Evaluation of a deep learning model applied to chest X-rays of patients with suspected pneumonia presenting to the emergency department designed to predict admission risk: a retrospective training and prospective non-intervention validation.
Authors
Affiliations (6)
Affiliations (6)
- Joint Department of Medical Imaging, University Medical Imaging Toronto, University Health Network, Toronto, Ontario, Canada.
- Division of Emergency Medicine, Temerty Faculty of Medicine, University of Toronto, Toronto, Ontario, Canada.
- Altis Labs Inc, Toronto, Ontario, Canada.
- Department of Biostatistics, University Health Network, Toronto, Ontario, Canada.
- Joint Department of Medical Imaging, University Medical Imaging Toronto, University Health Network, Toronto, Ontario, Canada [email protected].
- Department of Medical Imaging, Temerty Faculty of Medicine, University of Toronto, Toronto, Ontario, Canada.
Abstract
To develop, train and test a deep learning model Image-based PROgnostication applied to Chest X Rays (IPRO-X) tool that predicts the inpatient (IP) admission risk in patients with suspected pneumonia presenting to the emergency department (ED).
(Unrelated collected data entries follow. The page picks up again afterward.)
//! Roster page scraping
//!
//! Fetches a team's season roster and extracts one record per player.
//! Sidearm sites render rosters either as a list of player cards or as a
//! plain table; the list layout is tried first and the table is the
//! fallback. Page-level problems cost the team, never the run.

use scraper::{ElementRef, Html, Selector};

use super::{apply_field, element_text, has_data, match_label, profile, Fetch, FieldTarget};
use crate::fields::{clean_text, extract_jersey_number};
use crate::urls::{absolute_from_relative, build_roster_url, resolve_format, site_root};
use crate::{FhockeyError, Player, PlayerUpdate, Result, TeamEntry};

/// Scrapes team roster pages into player records
pub struct RosterScraper {
    fetcher: Box<dyn Fetch>,
    scrape_profiles: bool,
}

impl RosterScraper {
    pub fn new(fetcher: Box<dyn Fetch>, scrape_profiles: bool) -> Self {
        RosterScraper {
            fetcher,
            scrape_profiles,
        }
    }

    /// Scrape one team's roster for a season.
    ///
    /// Transport errors bubble up to the caller; a site that answers but
    /// has no usable roster yields an empty list instead.
    pub fn scrape_team(
        &self,
        team: &TeamEntry,
        season: &str,
        division: &str,
    ) -> Result<Vec<Player>> {
        let format = resolve_format(team.ncaa_id, &team.url);
        let roster_url = build_roster_url(&team.url, season, format);
        log::info!("Scraping {} - {}", team.team, roster_url);

        self.fetcher.prime(&site_root(&team.url));

        let base = team.url.trim_end_matches('/');
        let mut response = self.fetcher.get(&roster_url)?;
        if response.status == 404 {
            let fallback = format!("{}/roster", base);
            log::info!("Got 404, trying roster without year: {}", fallback);
            response = self.fetcher.get(&fallback)?;
            if !response.is_ok() {
                let fallback = format!("{}/roster.aspx", base);
                log::info!("Trying legacy roster page: {}", fallback);
                response = self.fetcher.get(&fallback)?;
            }
        }
        if !response.is_ok() {
            log::warn!(
                "Failed to retrieve {} - Status: {}",
                team.team,
                response.status
            );
            return Ok(Vec::new());
        }

        let document = Html::parse_document(&response.body);
        if !season_on_page(&document, season) {
            log::warn!(
                "Season mismatch for {} - page may not be the {} roster",
                team.team,
                season
            );
        }

        let players = self.extract_players(&document, team, season, division);
        log::info!("Found {} players for {}", players.len(), team.team);
        Ok(players)
    }

    fn extract_players(
        &self,
        document: &Html,
        team: &TeamEntry,
        season: &str,
        division: &str,
    ) -> Vec<Player> {
        let item_sel = Selector::parse("li.sidearm-roster-player").unwrap();
        let items: Vec<_> = document.select(&item_sel).collect();
        if items.is_empty() {
            log::warn!(
                "No li.sidearm-roster-player items found for {}, trying table layout",
                team.team
            );
            return self.extract_players_from_table(document, team, season, division);
        }

        let mut players = Vec::new();
        for item in items {
            match parse_roster_item(item, &team.url) {
                Ok(update) => players.push(self.assemble_player(update, team, season, division)),
                Err(e) => log::warn!("Error parsing player in {}: {}", team.team, e),
            }
        }
        players
    }

    fn extract_players_from_table(
        &self,
        document: &Html,
        team: &TeamEntry,
        season: &str,
        division: &str,
    ) -> Vec<Player> {
        let sidearm_sel = Selector::parse("table.sidearm-table").unwrap();
        let any_table_sel = Selector::parse("table").unwrap();
        let thead_sel = Selector::parse("thead").unwrap();
        let tbody_sel = Selector::parse("tbody").unwrap();
        let row_sel = Selector::parse("tr").unwrap();
        let cell_sel = Selector::parse("th, td").unwrap();

        let table = document
            .select(&sidearm_sel)
            .next()
            .or_else(|| document.select(&any_table_sel).next());
        let table = match table {
            Some(table) => table,
            None => {
                log::warn!("No roster table found for {}", team.team);
                return Vec::new();
            }
        };

        let (headers, had_thead) = if let Some(thead) = table.select(&thead_sel).next() {
            (header_cells(thead, &cell_sel), true)
        } else if let Some(first_row) = table.select(&row_sel).next() {
            (header_cells(first_row, &cell_sel), false)
        } else {
            log::warn!("No header row in roster table for {}", team.team);
            return Vec::new();
        };
        let columns = ColumnMap::from_headers(&headers);

        // The parser wraps stray rows in a tbody, so a table without one
        // holds only header and footer rows
        let rows: Vec<ElementRef> = match table.select(&tbody_sel).next() {
            Some(tbody) => tbody.select(&row_sel).collect(),
            None => Vec::new(),
        };
        // With the header in a thead every body row is data; otherwise the
        // first row is the header itself
        let data_rows = if had_thead {
            &rows[..]
        } else {
            rows.get(1..).unwrap_or(&[])
        };

        let mut players = Vec::new();
        for row in data_rows {
            let cells: Vec<_> = row.select(&cell_sel).collect();
            if cells.len() < 2 {
                continue;
            }
            match parse_table_row(&cells, &columns, &team.url) {
                Ok(update) => players.push(self.assemble_player(update, team, season, division)),
                Err(e) => log::warn!("Error parsing roster row in {}: {}", team.team, e),
            }
        }
        players
    }

    fn assemble_player(
        &self,
        update: PlayerUpdate,
        team: &TeamEntry,
        season: &str,
        division: &str,
    ) -> Player {
        let mut player = Player::new(team.ncaa_id, team.team.clone(), season, division);
        player.merge_missing(update);
        if self.scrape_profiles && !player.url.is_empty() {
            profile::enrich_player(self.fetcher.as_ref(), &mut player);
        }
        player
    }
}

/// One player card from the list layout
fn parse_roster_item(item: ElementRef, base_url: &str) -> Result<PlayerUpdate> {
    let jersey_sel = Selector::parse("span.sidearm-roster-player-jersey-number").unwrap();
    let h3_sel = Selector::parse("h3").unwrap();
    let h2_sel = Selector::parse("h2").unwrap();
    let link_sel = Selector::parse("a[href]").unwrap();
    let meta_sel = Selector::parse("div.sidearm-roster-player-custom-fields").unwrap();
    let label_sel = Selector::parse("span.sidearm-roster-player-custom-field-label").unwrap();
    let value_sel = Selector::parse("span.sidearm-roster-player-custom-field-value").unwrap();

    let mut update = PlayerUpdate::default();

    if let Some(jersey) = item.select(&jersey_sel).next() {
        let jersey = clean_text(&element_text(jersey));
        if has_data(&jersey) {
            update.jersey = Some(jersey);
        }
    }

    let heading = item
        .select(&h3_sel)
        .next()
        .or_else(|| item.select(&h2_sel).next())
        .ok_or_else(|| FhockeyError::Extraction("roster item has no name heading".to_string()))?;

    if let Some(link) = heading.select(&link_sel).next() {
        let name = clean_text(&element_text(link));
        if !name.is_empty() {
            update.name = Some(name);
        }
        if let Some(href) = link.value().attr("href") {
            if !href.is_empty() {
                update.url = Some(absolute_from_relative(base_url, href));
            }
        }
    } else {
        let name = clean_text(&element_text(heading));
        if !name.is_empty() {
            update.name = Some(name);
        }
    }
    if update.name.is_none() {
        return Err(FhockeyError::Extraction(
            "roster item has no usable name".to_string(),
        ));
    }

    for meta in item.select(&meta_sel) {
        let label = meta.select(&label_sel).next();
        let value = meta.select(&value_sel).next();
        if let (Some(label), Some(value)) = (label, value) {
            if let Some(target) = match_label(&clean_text(&element_text(label))) {
                apply_field(&mut update, target, &element_text(value));
            }
        }
    }

    Ok(update)
}

/// One data row from the table layout
fn parse_table_row(
    cells: &[ElementRef],
    columns: &ColumnMap,
    base_url: &str,
) -> Result<PlayerUpdate> {
    let link_sel = Selector::parse("a[href]").unwrap();
    let mut update = PlayerUpdate::default();

    let name_cell = columns
        .name
        .and_then(|i| cells.get(i).copied())
        .ok_or_else(|| FhockeyError::Extraction("roster row has no name column".to_string()))?;
    if let Some(link) = name_cell.select(&link_sel).next() {
        let name = clean_text(&element_text(link));
        if !name.is_empty() {
            update.name = Some(name);
        }
        if let Some(href) = link.value().attr("href") {
            if !href.is_empty() {
                update.url = Some(absolute_from_relative(base_url, href));
            }
        }
    }
    if update.name.is_none() {
        let name = clean_text(&element_text(name_cell));
        if !name.is_empty() {
            update.name = Some(name);
        }
    }
    if update.name.is_none() {
        return Err(FhockeyError::Extraction(
            "roster row has no usable name".to_string(),
        ));
    }

    if let Some(cell) = columns.jersey.and_then(|i| cells.get(i)) {
        let raw = clean_text(&element_text(*cell));
        if has_data(&raw) {
            let jersey = extract_jersey_number(&raw);
            update.jersey = Some(if jersey.is_empty() { raw } else { jersey });
        }
    }

    for (i, target) in &columns.fields {
        if let Some(cell) = cells.get(*i) {
            apply_field(&mut update, *target, &element_text(*cell));
        }
    }

    Ok(update)
}

/// Column positions resolved from a roster table's header row.
///
/// Each column feeds at most one field and each field keeps its first
/// matching column.
#[derive(Debug, Default)]
struct ColumnMap {
    name: Option<usize>,
    jersey: Option<usize>,
    fields: Vec<(usize, FieldTarget)>,
}

impl ColumnMap {
    fn from_headers(headers: &[String]) -> Self {
        let mut map = ColumnMap::default();
        for (i, header) in headers.iter().enumerate() {
            if header.contains("name") {
                if map.name.is_none() {
                    map.name = Some(i);
                }
            } else if header.contains('#') || header.contains("number") || header.contains("jersey")
            {
                if map.jersey.is_none() {
                    map.jersey = Some(i);
                }
            } else if let Some(target) = match_label(header) {
                if !map.fields.iter().any(|(_, t)| *t == target) {
                    map.fields.push((i, target));
                }
            }
        }
        map
    }
}

fn header_cells(element: ElementRef, cell_sel: &Selector) -> Vec<String> {
    element
        .select(cell_sel)
        .map(|cell| clean_text(&element_text(cell)).to_lowercase())
        .collect()
}

/// Page mentions the season either directly ("2026") or as an academic
/// year range ("2025-26")
fn season_on_page(document: &Html, season: &str) -> bool {
    let text = document.root_element().text().collect::<String>();
    if text.contains(season) {
        return true;
    }
    if let Ok(year) = season.parse::<i32>() {
        let range = format!("{}-{:02}", year - 1, year % 100);
        if text.contains(&range) {
            return true;
        }
    }
    false
}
The study consists of a retrospective (training) and prospective non-interventional shadow deployment (validation) of a deep learning model. Three-hospital tertiary care system with two EDs. Consecutive adult patients (18 years old or older) who presented to the ED from December 2022 to February 2023 with a chief clinical complaint potentially related to pneumonia were reviewed for eligibility (n=5567), with a final number of 3677 included in the validation study. IPRO-X was developed using standard two-dimensional convolutional neural network InceptionNet architecture and processes chest radiographs (CXRs) acquired at admission generating a continuous value from 0 (IP-negative) to 1 (IP-positive). We examined IPRO-X's ability to predict IP admission using accuracy, area under the curve (AUC), receiver operating characteristic, sensitivity, specificity, positive predictive value and negative predictive value. IPRO-X scores were compared against observed outcomes (admission and discharge) to determine clinical utility in an ED setting. Four thresholds were defined from the retrospective phase: Youden optimal, highest specificity and thresholds equivalent to 30-day mortality rates of Pneumonia Severity Index (PSI) Risk class IV and Confusion, Respiratory Rate, Blood Pressure and Age 65 or older Score (CRB-65) scores 1 and 2. Performance was also analysed per group of chief complaints. In the validation set, 3677 patients (1777 (48%) female, median age 56 years (min 18, max 99)) were included. IPRO-X predicted IP admissions with an AUC of 0.795, and in the pneumonia-specific chief complaints, AUC increased to 0.828, whereas in non-related pneumonia chief complaints, the AUC decreased to 0.755. IPRO-X score was significantly higher in admitted patients compared with discharged patients (p<0.001). The accuracy of IPRO-X when using the PSI-anchored threshold was 0.751 and with the CRB-anchored threshold was 0.729, with a specificity of 0.803 and 0.968, respectively. IPRO-X applied to CXR of patients with signs and symptoms commonly related to pneumonia in the ED can accurately predict IP admission.